THE PROBLEM »
Each of the records that follow needs an exact reproduction.
---- PROVIDED ENTRIES
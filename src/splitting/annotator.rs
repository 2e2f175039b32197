/*!
 * Linguistic annotation capability used by the rule splitter.
 *
 * The splitter never parses text itself; it asks a [`ClauseAnnotator`] whether
 * a cut point separates two self-contained clauses and where the main verb of
 * a sentence sits. [`HeuristicAnnotator`] answers from word lists,
 * [`NullAnnotator`] rejects everything so that only punctuation splits remain.
 */

use std::fmt::Debug;

use crate::text_utils;

/// Clause-level linguistic judgements over raw text
pub trait ClauseAnnotator: Send + Sync + Debug {
    /// Whether cutting `text` at byte `offset` leaves a complete clause on each side
    fn is_valid_clause_boundary(&self, text: &str, offset: usize) -> bool;

    /// Byte offset just past the main verb of `text`, if one can be found
    fn root_offset(&self, _text: &str) -> Option<usize> {
        None
    }
}

/// Annotator that accepts no clause boundary and knows no root
#[derive(Debug, Clone, Copy, Default)]
pub struct NullAnnotator;

impl ClauseAnnotator for NullAnnotator {
    fn is_valid_clause_boundary(&self, _text: &str, _offset: usize) -> bool {
        false
    }
}

/// Word-list driven annotator for the languages the connector tier knows
#[derive(Debug, Clone)]
pub struct HeuristicAnnotator {
    language: String,
    /// Words required on each side of a connector
    context_words: usize,
    /// Words a comma-separated phrase must exceed
    min_phrase_length: usize,
}

/// Connective words that may open a new clause in the given language
pub fn connectors_for(language: &str) -> &'static [&'static str] {
    match language.trim().to_lowercase().as_str() {
        "en" => &["that", "which", "where", "when", "because", "but", "and", "or"],
        "zh" => &["因为", "所以", "但是", "而且", "虽然", "如果", "即使", "尽管"],
        "ja" => &["けれども", "しかし", "だから", "それで", "ので", "のに", "ため"],
        "fr" => &["que", "qui", "où", "quand", "parce", "mais", "et", "ou"],
        "ru" => &["что", "который", "где", "когда", "потому", "но", "и", "или"],
        "es" => &["que", "cual", "donde", "cuando", "porque", "pero", "y", "o"],
        "de" => &["dass", "welche", "wo", "wann", "weil", "aber", "und", "oder"],
        "it" => &["che", "quale", "dove", "quando", "perché", "ma", "e", "o"],
        _ => &[],
    }
}

/// Look-ahead window for comma clauses
const PHRASE_WINDOW: usize = 9;

impl HeuristicAnnotator {
    pub fn new(language: impl Into<String>, context_words: usize, min_phrase_length: usize) -> Self {
        Self {
            language: language.into().trim().to_lowercase(),
            context_words,
            min_phrase_length,
        }
    }

    /// Language code this annotator was built for
    pub fn language(&self) -> &str {
        &self.language
    }

    /// Connector words that may open a new clause
    pub fn connectors(&self) -> &'static [&'static str] {
        connectors_for(&self.language)
    }

    fn subject_words(&self) -> &'static [&'static str] {
        match self.language.as_str() {
            "en" => &["i", "you", "he", "she", "it", "we", "they", "this", "that", "there", "someone", "everyone", "nobody"],
            "fr" => &["je", "tu", "il", "elle", "on", "nous", "vous", "ils", "elles", "ce", "cela"],
            "es" => &["yo", "tú", "él", "ella", "nosotros", "vosotros", "ellos", "ellas", "usted", "esto"],
            "de" => &["ich", "du", "er", "sie", "es", "wir", "ihr", "man", "das"],
            "it" => &["io", "tu", "lui", "lei", "noi", "voi", "loro", "questo"],
            "ru" => &["я", "ты", "он", "она", "оно", "мы", "вы", "они", "это"],
            "zh" => &["我", "你", "他", "她", "它", "这", "那"],
            "ja" => &["私", "僕", "俺", "彼", "彼女", "これ", "それ"],
            _ => &[],
        }
    }

    fn verb_words(&self) -> &'static [&'static str] {
        match self.language.as_str() {
            "en" => &[
                "is", "are", "was", "were", "be", "been", "am", "have", "has", "had", "do", "does", "did",
                "will", "would", "can", "could", "should", "may", "might", "must", "said", "says", "think",
                "know", "want", "need", "go", "get", "got", "make", "made", "see", "saw",
            ],
            "fr" => &["est", "sont", "était", "a", "ont", "avait", "va", "fait", "peut", "doit", "suis"],
            "es" => &["es", "son", "está", "están", "fue", "era", "ha", "han", "tiene", "puede", "hay"],
            "de" => &["ist", "sind", "war", "waren", "hat", "haben", "wird", "kann", "muss", "bin"],
            "it" => &["è", "sono", "era", "ha", "hanno", "può", "deve", "sta"],
            "ru" => &["есть", "был", "была", "были", "будет", "может", "нужно"],
            _ => &[],
        }
    }

    /// Length units of a text span, lowercased and without punctuation
    fn words(text: &str) -> Vec<String> {
        text_utils::tokenize(text)
    }

    fn is_verb_like(&self, word: &str) -> bool {
        if self.verb_words().contains(&word) {
            return true;
        }
        self.language == "en" && word.len() > 4 && word.ends_with("ed")
    }

    /// Connector that opens `text`, if any
    fn leading_connector(&self, text: &str) -> Option<&'static str> {
        let normalized = text_utils::normalize_text(text);
        let first_word = normalized.split_whitespace().next()?;
        self.connectors().iter().copied().find(|connector| {
            let unspaced = connector.chars().next().is_some_and(text_utils::is_unspaced_char);
            *connector == first_word || (unspaced && first_word.starts_with(connector))
        })
    }

    fn check_connector(&self, left: &str, right: &str, connector: &str) -> bool {
        let left_words = Self::words(left);
        let right_words = Self::words(right);
        // The connector itself opens the right-hand side
        let after: Vec<&String> = right_words.iter().skip(Self::words(connector).len()).collect();

        if left_words.len() < self.context_words || after.len() < self.context_words {
            return false;
        }

        // Relative pronouns only open a clause when a new subject follows
        if self.language == "en" && matches!(connector, "that" | "which") {
            return after
                .first()
                .is_some_and(|w| self.subject_words().contains(&w.as_str()) || matches!(w.as_str(), "the" | "a" | "an"));
        }
        true
    }

    fn check_comma(&self, left: &str, right: &str) -> bool {
        let left_words = Self::words(left);
        // Right phrase stops at the next punctuation mark
        let right_phrase: String = right
            .trim_start()
            .chars()
            .take_while(|c| !text_utils::is_clause_punctuation(*c) && !text_utils::is_sentence_terminator(*c))
            .collect();
        let right_words: Vec<String> = Self::words(&right_phrase).into_iter().take(PHRASE_WINDOW).collect();

        if left_words.len() <= self.min_phrase_length || right_words.len() <= self.min_phrase_length {
            return false;
        }

        let subjects = self.subject_words();
        if subjects.is_empty() {
            return true;
        }
        let has_subject = right_words.iter().any(|w| subjects.contains(&w.as_str()));
        let has_verb = self.verb_words().is_empty() || right_words.iter().any(|w| self.is_verb_like(w));
        has_subject && has_verb
    }
}

impl ClauseAnnotator for HeuristicAnnotator {
    fn is_valid_clause_boundary(&self, text: &str, offset: usize) -> bool {
        if !text_utils::is_interior_offset(text, offset) {
            return false;
        }
        let (left, right) = text.split_at(offset);

        if left.trim_end().ends_with([',', '，', '、']) {
            return self.check_comma(left, right);
        }

        match self.leading_connector(right) {
            Some(connector) => self.check_connector(left, right, connector),
            None => {
                let min = self.min_phrase_length;
                Self::words(left).len() > min && Self::words(right).len() > min
            }
        }
    }

    fn root_offset(&self, text: &str) -> Option<usize> {
        let mut position = 0;
        for word in text.split_inclusive(char::is_whitespace) {
            let end = position + word.trim_end().len();
            let normalized = text_utils::normalize_text(word);
            if !normalized.is_empty() && self.is_verb_like(&normalized) {
                return Some(end);
            }
            position += word.len();
        }
        None
    }
}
--------
TASK OUTPUT »
filename src/splitting/annotator.rs
repository 2e2f175039b32197
/*!
 * Linguistic annotation capability used by the rule splitter.
 *
 * The splitter never parses text itself; it asks a [`ClauseAnnotator`] whether
 * a cut point separates two self-contained clauses and where the main verb of
 * a sentence sits. [`HeuristicAnnotator`] answers from word lists,
 * [`NullAnnotator`] rejects everything so that only punctuation splits remain.
 */

use std::fmt::Debug;

use crate::text_utils;

/// Clause-level linguistic judgements over raw text
pub trait ClauseAnnotator: Send + Sync + Debug {
    /// Whether cutting `text` at byte `offset` leaves a complete clause on each side
    fn is_valid_clause_boundary(&self, text: &str, offset: usize) -> bool;

    /// Byte offset just past the main verb of `text`, if one can be found
    fn root_offset(&self, _text: &str) -> Option<usize> {
        None
    }
}

/// Annotator that accepts no clause boundary and knows no root
#[derive(Debug, Clone, Copy, Default)]
pub struct NullAnnotator;

impl ClauseAnnotator for NullAnnotator {
    fn is_valid_clause_boundary(&self, _text: &str, _offset: usize) -> bool {
        false
    }
}

/// Word-list driven annotator for the languages the connector tier knows
#[derive(Debug, Clone)]
pub struct HeuristicAnnotator {
    language: String,
    /// Words required on each side of a connector
    context_words: usize,
    /// Words a comma-separated phrase must exceed
    min_phrase_length: usize,
}

/// Connective words that may open a new clause in the given language
pub fn connectors_for(language: &str) -> &'static [&'static str] {
    match language.trim().to_lowercase().as_str() {
        "en" => &["that", "which", "where", "when", "because", "but", "and", "or"],
        "zh" => &["因为", "所以", "但是", "而且", "虽然", "如果", "即使", "尽管"],
        "ja" => &["けれども", "しかし", "だから", "それで", "ので", "のに", "ため"],
        "fr" => &["que", "qui", "où", "quand", "parce", "mais", "et", "ou"],
        "ru" => &["что", "который", "где", "когда", "потому", "но", "и", "или"],
        "es" => &["que", "cual", "donde", "cuando", "porque", "pero", "y", "o"],
        "de" => &["dass", "welche", "wo", "wann", "weil", "aber", "und", "oder"],
        "it" => &["che", "quale", "dove", "quando", "perché", "ma", "e", "o"],
        _ => &[],
    }
}

/// Look-ahead window for comma clauses
const PHRASE_WINDOW: usize = 9;

impl HeuristicAnnotator {
    pub fn new(language: impl Into<String>, context_words: usize, min_phrase_length: usize) -> Self {
        Self {
            language: language.into().trim().to_lowercase(),
            context_words,
            min_phrase_length,
        }
    }

    /// Language code this annotator was built for
    pub fn language(&self) -> &str {
        &self.language
    }

    /// Connector words that may open a new clause
    pub fn connectors(&self) -> &'static [&'static str] {
        connectors_for(&self.language)
    }

    fn subject_words(&self) -> &'static [&'static str] {
        match self.language.as_str() {
            "en" => &["i", "you", "he", "she", "it", "we", "they", "this", "that", "there", "someone", "everyone", "nobody"],
            "fr" => &["je", "tu", "il", "elle", "on", "nous", "vous", "ils", "elles", "ce", "cela"],
            "es" => &["yo", "tú", "él", "ella", "nosotros", "vosotros", "ellos", "ellas", "usted", "esto"],
            "de" => &["ich", "du", "er", "sie", "es", "wir", "ihr", "man", "das"],
            "it" => &["io", "tu", "lui", "lei", "noi", "voi", "loro", "questo"],
            "ru" => &["я", "ты", "он", "она", "оно", "мы", "вы", "они", "это"],
            "zh" => &["我", "你", "他", "她", "它", "这", "那"],
            "ja" => &["私", "僕", "俺", "彼", "彼女", "これ", "それ"],
            _ => &[],
        }
    }

    fn verb_words(&self) -> &'static [&'static str] {
        match self.language.as_str() {
            "en" => &[
                "is", "are", "was", "were", "be", "been", "am", "have", "has", "had", "do", "does", "did",
                "will", "would", "can", "could", "should", "may", "might", "must", "said", "says", "think",
                "know", "want", "need", "go", "get", "got", "make", "made", "see", "saw",
            ],
            "fr" => &["est", "sont", "était", "a", "ont", "avait", "va", "fait", "peut", "doit", "suis"],
            "es" => &["es", "son", "está", "están", "fue", "era", "ha", "han", "tiene", "puede", "hay"],
            "de" => &["ist", "sind", "war", "waren", "hat", "haben", "wird", "kann", "muss", "bin"],
            "it" => &["è", "sono", "era", "ha", "hanno", "può", "deve", "sta"],
            "ru" => &["есть", "был", "была", "были", "будет", "может", "нужно"],
            _ => &[],
        }
    }

    /// Length units of a text span, lowercased and without punctuation
    fn words(text: &str) -> Vec<String> {
        text_utils::tokenize(text)
    }

    fn is_verb_like(&self, word: &str) -> bool {
        if self.verb_words().contains(&word) {
            return true;
        }
        self.language == "en" && word.len() > 4 && word.ends_with("ed")
    }

    /// Connector that opens `text`, if any
    fn leading_connector(&self, text: &str) -> Option<&'static str> {
        let normalized = text_utils::normalize_text(text);
        let first_word = normalized.split_whitespace().next()?;
        self.connectors().iter().copied().find(|connector| {
            let unspaced = connector.chars().next().is_some_and(text_utils::is_unspaced_char);
            *connector == first_word || (unspaced && first_word.starts_with(connector))
        })
    }

    fn check_connector(&self, left: &str, right: &str, connector: &str) -> bool {
        let left_words = Self::words(left);
        let right_words = Self::words(right);
        // The connector itself opens the right-hand side
        let after: Vec<&String> = right_words.iter().skip(Self::words(connector).len()).collect();

        if left_words.len() < self.context_words || after.len() < self.context_words {
            return false;
        }

        // Relative pronouns only open a clause when a new subject follows
        if self.language == "en" && matches!(connector, "that" | "which") {
            return after
                .first()
                .is_some_and(|w| self.subject_words().contains(&w.as_str()) || matches!(w.as_str(), "the" | "a" | "an"));
        }
        true
    }

    fn check_comma(&self, left: &str, right: &str) -> bool {
        let left_words = Self::words(left);
        // Right phrase stops at the next punctuation mark
        let right_phrase: String = right
            .trim_start()
            .chars()
            .take_while(|c| !text_utils::is_clause_punctuation(*c) && !text_utils::is_sentence_terminator(*c))
            .collect();
        let right_words: Vec<String> = Self::words(&right_phrase).into_iter().take(PHRASE_WINDOW).collect();

        if left_words.len() <= self.min_phrase_length || right_words.len() <= self.min_phrase_length {
            return false;
        }

        let subjects = self.subject_words();
        if subjects.is_empty() {
            return true;
        }
        let has_subject = right_words.iter().any(|w| subjects.contains(&w.as_str()));
        let has_verb = self.verb_words().is_empty() || right_words.iter().any(|w| self.is_verb_like(w));
        has_subject && has_verb
    }
}

impl ClauseAnnotator for HeuristicAnnotator {
    fn is_valid_clause_boundary(&self, text: &str, offset: usize) -> bool {
        if !text_utils::is_interior_offset(text, offset) {
            return false;
        }
        let (left, right) = text.split_at(offset);

        if left.trim_end().ends_with([',', '，', '、']) {
            return self.check_comma(left, right);
        }

        match self.leading_connector(right) {
            Some(connector) => self.check_connector(left, right, connector),
            None => {
                let min = self.min_phrase_length;
                Self::words(left).len() > min && Self::words(right).len() > min
            }
        }
    }

    fn root_offset(&self, text: &str) -> Option<usize> {
        let mut position = 0;
        for word in text.split_inclusive(char::is_whitespace) {
            let end = position + word.trim_end().len();
            let normalized = text_utils::normalize_text(word);
            if !normalized.is_empty() && self.is_verb_like(&normalized) {
                return Some(end);
            }
            position += word.len();
        }
        None
    }
}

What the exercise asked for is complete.